• **What you should do**
Filter on the word "impl": copy each matching line from the listing below.

Exercise data Start Marker

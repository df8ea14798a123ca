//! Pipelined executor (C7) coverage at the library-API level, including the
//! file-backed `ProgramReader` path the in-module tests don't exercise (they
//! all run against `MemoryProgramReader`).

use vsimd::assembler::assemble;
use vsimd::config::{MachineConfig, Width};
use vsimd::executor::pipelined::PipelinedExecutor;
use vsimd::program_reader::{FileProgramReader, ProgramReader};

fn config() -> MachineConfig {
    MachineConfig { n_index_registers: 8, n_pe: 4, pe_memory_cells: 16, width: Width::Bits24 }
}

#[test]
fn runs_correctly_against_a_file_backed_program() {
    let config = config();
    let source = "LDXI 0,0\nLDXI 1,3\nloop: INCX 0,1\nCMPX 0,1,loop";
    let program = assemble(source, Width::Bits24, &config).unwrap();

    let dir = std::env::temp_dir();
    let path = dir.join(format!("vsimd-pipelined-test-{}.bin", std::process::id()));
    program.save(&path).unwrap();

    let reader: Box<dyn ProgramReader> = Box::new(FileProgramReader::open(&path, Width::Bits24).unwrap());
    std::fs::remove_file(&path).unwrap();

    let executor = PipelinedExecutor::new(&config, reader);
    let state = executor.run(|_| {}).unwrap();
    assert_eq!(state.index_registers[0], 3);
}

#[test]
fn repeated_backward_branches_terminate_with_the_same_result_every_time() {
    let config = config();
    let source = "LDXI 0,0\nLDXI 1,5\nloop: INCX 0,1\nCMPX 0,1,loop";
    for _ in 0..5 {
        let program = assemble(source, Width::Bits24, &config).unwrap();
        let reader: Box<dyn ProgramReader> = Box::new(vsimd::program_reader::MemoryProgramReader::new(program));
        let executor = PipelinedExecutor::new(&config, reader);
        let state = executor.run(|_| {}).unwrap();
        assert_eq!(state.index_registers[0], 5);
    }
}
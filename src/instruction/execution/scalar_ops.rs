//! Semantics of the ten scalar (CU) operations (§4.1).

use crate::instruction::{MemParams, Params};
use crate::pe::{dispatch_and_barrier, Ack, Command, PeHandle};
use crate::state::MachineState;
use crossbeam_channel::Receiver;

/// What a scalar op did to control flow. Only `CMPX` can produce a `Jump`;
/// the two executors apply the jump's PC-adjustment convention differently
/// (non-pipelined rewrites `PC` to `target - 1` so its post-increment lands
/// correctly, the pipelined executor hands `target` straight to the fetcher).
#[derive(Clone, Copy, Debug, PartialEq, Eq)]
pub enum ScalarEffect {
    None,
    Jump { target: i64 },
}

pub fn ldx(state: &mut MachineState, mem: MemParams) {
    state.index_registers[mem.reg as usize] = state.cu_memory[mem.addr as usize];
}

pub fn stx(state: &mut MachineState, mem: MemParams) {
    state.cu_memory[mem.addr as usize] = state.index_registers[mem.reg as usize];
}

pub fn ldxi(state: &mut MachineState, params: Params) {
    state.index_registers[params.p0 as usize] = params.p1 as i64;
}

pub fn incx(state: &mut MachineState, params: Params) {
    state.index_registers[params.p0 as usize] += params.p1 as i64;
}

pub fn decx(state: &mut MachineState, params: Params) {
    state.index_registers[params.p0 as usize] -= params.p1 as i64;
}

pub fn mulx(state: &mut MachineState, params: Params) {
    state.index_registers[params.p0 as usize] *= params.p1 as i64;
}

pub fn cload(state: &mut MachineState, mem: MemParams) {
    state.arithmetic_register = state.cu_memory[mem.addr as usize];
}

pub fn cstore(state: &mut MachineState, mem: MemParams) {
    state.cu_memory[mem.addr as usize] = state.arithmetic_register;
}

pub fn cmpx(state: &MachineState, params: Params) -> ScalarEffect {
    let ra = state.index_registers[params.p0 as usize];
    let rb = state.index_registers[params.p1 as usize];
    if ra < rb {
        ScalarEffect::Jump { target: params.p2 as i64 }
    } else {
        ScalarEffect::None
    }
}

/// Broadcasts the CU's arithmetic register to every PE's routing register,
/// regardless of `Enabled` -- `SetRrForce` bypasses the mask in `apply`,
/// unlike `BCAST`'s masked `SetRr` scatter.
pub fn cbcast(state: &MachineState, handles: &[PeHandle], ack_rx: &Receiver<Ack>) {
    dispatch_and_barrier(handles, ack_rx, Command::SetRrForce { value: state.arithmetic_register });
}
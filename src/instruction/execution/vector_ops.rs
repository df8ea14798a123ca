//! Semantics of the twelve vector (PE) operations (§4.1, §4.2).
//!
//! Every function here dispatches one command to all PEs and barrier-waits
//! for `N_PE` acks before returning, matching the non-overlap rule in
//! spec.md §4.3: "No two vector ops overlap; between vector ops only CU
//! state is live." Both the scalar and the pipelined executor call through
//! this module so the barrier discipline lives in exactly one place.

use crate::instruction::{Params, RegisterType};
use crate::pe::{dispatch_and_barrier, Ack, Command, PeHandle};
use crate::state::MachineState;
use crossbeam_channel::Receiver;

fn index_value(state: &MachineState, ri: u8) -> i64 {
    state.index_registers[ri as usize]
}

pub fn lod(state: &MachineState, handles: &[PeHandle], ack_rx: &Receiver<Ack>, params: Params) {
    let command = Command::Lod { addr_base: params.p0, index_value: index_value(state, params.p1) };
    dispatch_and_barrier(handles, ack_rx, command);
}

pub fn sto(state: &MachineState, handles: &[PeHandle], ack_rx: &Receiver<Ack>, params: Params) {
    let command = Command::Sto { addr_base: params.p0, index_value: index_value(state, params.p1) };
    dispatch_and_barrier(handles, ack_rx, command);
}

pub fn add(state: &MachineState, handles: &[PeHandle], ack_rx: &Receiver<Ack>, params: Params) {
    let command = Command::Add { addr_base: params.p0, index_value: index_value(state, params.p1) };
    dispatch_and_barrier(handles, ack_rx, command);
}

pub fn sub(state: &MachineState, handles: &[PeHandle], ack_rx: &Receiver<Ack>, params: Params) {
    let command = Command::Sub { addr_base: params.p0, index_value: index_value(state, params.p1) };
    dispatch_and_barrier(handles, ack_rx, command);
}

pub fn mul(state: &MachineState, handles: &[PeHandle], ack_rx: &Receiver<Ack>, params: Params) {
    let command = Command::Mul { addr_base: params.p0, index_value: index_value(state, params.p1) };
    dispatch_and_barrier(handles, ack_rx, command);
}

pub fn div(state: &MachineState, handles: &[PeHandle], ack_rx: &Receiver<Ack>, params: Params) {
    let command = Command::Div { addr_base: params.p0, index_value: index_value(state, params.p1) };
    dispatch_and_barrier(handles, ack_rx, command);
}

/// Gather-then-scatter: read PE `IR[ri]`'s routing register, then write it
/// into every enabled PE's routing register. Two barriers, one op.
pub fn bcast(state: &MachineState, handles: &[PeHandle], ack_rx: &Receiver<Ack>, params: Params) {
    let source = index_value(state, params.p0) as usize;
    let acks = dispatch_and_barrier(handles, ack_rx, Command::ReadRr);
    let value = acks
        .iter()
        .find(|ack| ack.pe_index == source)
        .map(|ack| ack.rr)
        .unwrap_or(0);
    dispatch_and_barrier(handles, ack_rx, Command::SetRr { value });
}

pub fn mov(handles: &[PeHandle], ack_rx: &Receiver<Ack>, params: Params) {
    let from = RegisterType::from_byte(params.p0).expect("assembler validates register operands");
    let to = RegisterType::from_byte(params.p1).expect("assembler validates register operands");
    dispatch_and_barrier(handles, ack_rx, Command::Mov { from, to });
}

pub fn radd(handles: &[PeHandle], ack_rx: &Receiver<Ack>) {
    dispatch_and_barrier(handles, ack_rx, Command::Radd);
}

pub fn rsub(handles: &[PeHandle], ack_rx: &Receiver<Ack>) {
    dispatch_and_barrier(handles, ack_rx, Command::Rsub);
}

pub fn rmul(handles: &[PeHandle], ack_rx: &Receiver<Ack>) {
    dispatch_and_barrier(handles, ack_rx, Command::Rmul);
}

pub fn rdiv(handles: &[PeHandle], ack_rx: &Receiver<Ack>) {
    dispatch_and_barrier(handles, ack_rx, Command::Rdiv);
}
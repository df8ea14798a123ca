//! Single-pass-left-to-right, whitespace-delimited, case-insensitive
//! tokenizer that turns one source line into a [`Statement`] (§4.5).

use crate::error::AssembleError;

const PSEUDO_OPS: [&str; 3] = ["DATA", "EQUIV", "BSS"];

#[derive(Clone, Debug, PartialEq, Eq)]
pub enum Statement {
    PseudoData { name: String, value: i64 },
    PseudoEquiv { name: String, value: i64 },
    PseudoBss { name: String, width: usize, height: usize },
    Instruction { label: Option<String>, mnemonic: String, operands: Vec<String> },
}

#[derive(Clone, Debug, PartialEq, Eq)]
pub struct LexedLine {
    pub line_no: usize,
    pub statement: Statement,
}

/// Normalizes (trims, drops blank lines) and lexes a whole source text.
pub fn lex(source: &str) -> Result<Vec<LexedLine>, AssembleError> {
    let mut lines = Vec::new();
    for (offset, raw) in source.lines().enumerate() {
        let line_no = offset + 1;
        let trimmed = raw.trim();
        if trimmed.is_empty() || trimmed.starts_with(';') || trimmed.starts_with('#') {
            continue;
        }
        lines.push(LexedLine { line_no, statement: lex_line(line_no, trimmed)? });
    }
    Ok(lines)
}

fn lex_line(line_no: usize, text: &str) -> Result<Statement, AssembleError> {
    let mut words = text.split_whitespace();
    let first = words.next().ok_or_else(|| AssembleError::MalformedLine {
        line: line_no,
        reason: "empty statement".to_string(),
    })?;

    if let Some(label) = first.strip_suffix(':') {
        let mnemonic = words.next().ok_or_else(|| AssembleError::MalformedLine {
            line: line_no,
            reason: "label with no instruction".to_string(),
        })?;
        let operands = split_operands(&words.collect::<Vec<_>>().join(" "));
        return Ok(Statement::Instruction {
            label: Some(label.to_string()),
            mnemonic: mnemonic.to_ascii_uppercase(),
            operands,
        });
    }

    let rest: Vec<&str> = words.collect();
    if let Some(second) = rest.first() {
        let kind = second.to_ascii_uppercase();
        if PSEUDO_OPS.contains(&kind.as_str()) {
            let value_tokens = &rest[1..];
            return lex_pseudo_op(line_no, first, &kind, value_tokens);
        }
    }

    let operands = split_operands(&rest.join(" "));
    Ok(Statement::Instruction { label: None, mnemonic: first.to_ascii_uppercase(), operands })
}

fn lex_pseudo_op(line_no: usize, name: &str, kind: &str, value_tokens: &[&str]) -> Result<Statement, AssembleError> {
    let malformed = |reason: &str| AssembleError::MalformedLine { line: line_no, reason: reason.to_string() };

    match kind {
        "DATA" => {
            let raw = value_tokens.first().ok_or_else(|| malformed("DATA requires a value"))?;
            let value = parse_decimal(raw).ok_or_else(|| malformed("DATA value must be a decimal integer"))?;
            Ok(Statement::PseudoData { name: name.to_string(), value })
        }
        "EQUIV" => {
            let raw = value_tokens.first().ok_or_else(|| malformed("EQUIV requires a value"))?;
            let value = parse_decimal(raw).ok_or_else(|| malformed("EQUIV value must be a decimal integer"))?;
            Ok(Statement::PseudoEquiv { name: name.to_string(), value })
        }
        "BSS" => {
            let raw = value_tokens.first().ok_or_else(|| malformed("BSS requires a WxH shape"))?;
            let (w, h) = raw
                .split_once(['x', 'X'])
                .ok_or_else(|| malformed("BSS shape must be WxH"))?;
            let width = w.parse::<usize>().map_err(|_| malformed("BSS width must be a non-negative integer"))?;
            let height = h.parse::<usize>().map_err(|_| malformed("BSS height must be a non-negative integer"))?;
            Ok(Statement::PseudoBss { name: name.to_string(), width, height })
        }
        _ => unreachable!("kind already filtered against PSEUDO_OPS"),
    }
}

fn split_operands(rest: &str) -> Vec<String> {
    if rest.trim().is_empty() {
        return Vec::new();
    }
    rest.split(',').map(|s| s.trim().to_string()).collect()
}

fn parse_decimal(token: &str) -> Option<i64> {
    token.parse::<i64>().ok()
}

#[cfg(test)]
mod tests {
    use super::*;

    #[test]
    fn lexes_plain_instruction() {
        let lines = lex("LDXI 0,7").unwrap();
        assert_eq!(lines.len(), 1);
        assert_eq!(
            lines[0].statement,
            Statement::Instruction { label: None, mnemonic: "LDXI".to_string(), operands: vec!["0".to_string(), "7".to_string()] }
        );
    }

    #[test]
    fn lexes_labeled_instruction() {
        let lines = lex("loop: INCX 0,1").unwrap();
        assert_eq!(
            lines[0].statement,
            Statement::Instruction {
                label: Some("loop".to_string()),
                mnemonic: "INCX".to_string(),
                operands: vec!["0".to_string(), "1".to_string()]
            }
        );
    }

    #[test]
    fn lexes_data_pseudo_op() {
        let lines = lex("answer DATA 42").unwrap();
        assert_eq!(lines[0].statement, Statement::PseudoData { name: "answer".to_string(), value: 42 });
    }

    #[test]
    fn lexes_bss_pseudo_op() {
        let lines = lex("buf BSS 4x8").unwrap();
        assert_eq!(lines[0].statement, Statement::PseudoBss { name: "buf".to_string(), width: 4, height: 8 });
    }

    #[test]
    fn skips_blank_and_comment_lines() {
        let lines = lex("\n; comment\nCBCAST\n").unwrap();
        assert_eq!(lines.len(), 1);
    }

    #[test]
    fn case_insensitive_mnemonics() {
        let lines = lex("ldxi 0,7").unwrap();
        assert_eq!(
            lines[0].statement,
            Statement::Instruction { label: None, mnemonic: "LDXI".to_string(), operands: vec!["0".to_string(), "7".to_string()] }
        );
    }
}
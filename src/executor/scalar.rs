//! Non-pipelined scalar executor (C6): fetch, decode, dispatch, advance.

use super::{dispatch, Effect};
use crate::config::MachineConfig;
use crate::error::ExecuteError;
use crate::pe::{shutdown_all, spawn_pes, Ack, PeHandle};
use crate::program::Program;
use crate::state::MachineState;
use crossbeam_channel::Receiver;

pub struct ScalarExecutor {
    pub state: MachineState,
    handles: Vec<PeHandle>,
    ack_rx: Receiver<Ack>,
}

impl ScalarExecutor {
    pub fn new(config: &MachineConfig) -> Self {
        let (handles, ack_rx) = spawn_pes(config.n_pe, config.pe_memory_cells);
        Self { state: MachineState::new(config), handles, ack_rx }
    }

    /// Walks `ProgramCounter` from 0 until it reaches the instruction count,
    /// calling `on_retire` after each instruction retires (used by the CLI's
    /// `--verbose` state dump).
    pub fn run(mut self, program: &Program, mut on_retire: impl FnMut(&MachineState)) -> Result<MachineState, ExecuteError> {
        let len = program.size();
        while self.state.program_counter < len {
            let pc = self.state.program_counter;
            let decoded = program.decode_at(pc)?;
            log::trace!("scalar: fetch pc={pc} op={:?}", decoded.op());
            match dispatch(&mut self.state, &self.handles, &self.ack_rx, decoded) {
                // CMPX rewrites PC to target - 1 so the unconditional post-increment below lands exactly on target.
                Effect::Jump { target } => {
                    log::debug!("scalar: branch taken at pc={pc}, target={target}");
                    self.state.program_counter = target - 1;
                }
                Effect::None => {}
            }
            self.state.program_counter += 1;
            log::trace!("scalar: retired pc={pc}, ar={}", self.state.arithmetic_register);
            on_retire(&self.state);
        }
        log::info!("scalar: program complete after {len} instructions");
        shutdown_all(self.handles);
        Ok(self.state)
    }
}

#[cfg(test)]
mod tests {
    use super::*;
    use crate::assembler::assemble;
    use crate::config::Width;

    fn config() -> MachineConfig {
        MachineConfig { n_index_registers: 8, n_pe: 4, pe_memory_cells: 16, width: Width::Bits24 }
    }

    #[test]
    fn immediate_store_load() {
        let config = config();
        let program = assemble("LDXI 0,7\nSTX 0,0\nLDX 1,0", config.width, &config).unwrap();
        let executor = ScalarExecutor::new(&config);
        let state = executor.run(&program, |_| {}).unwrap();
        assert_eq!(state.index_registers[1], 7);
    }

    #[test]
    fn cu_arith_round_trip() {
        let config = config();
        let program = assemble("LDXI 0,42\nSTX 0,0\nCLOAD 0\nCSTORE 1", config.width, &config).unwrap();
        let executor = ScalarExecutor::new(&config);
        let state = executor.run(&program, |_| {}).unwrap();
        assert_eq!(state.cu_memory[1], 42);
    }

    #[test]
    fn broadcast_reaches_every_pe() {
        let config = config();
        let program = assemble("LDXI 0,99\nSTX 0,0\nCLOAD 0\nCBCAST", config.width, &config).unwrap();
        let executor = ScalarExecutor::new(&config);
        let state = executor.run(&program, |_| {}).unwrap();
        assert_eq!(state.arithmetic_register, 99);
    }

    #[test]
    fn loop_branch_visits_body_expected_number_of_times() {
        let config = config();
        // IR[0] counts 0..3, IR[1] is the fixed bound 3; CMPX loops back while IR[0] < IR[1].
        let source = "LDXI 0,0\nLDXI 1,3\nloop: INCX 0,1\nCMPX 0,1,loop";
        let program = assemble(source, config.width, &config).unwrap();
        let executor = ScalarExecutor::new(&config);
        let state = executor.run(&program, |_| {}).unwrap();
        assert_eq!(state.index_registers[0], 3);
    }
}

Exercise data End Marker

• **Solution to this task**
impl ScalarExecutor {
    pub fn run(mut self, program: &Program, mut on_retire: impl FnMut(&MachineState)) -> Result<MachineState, ExecuteError> {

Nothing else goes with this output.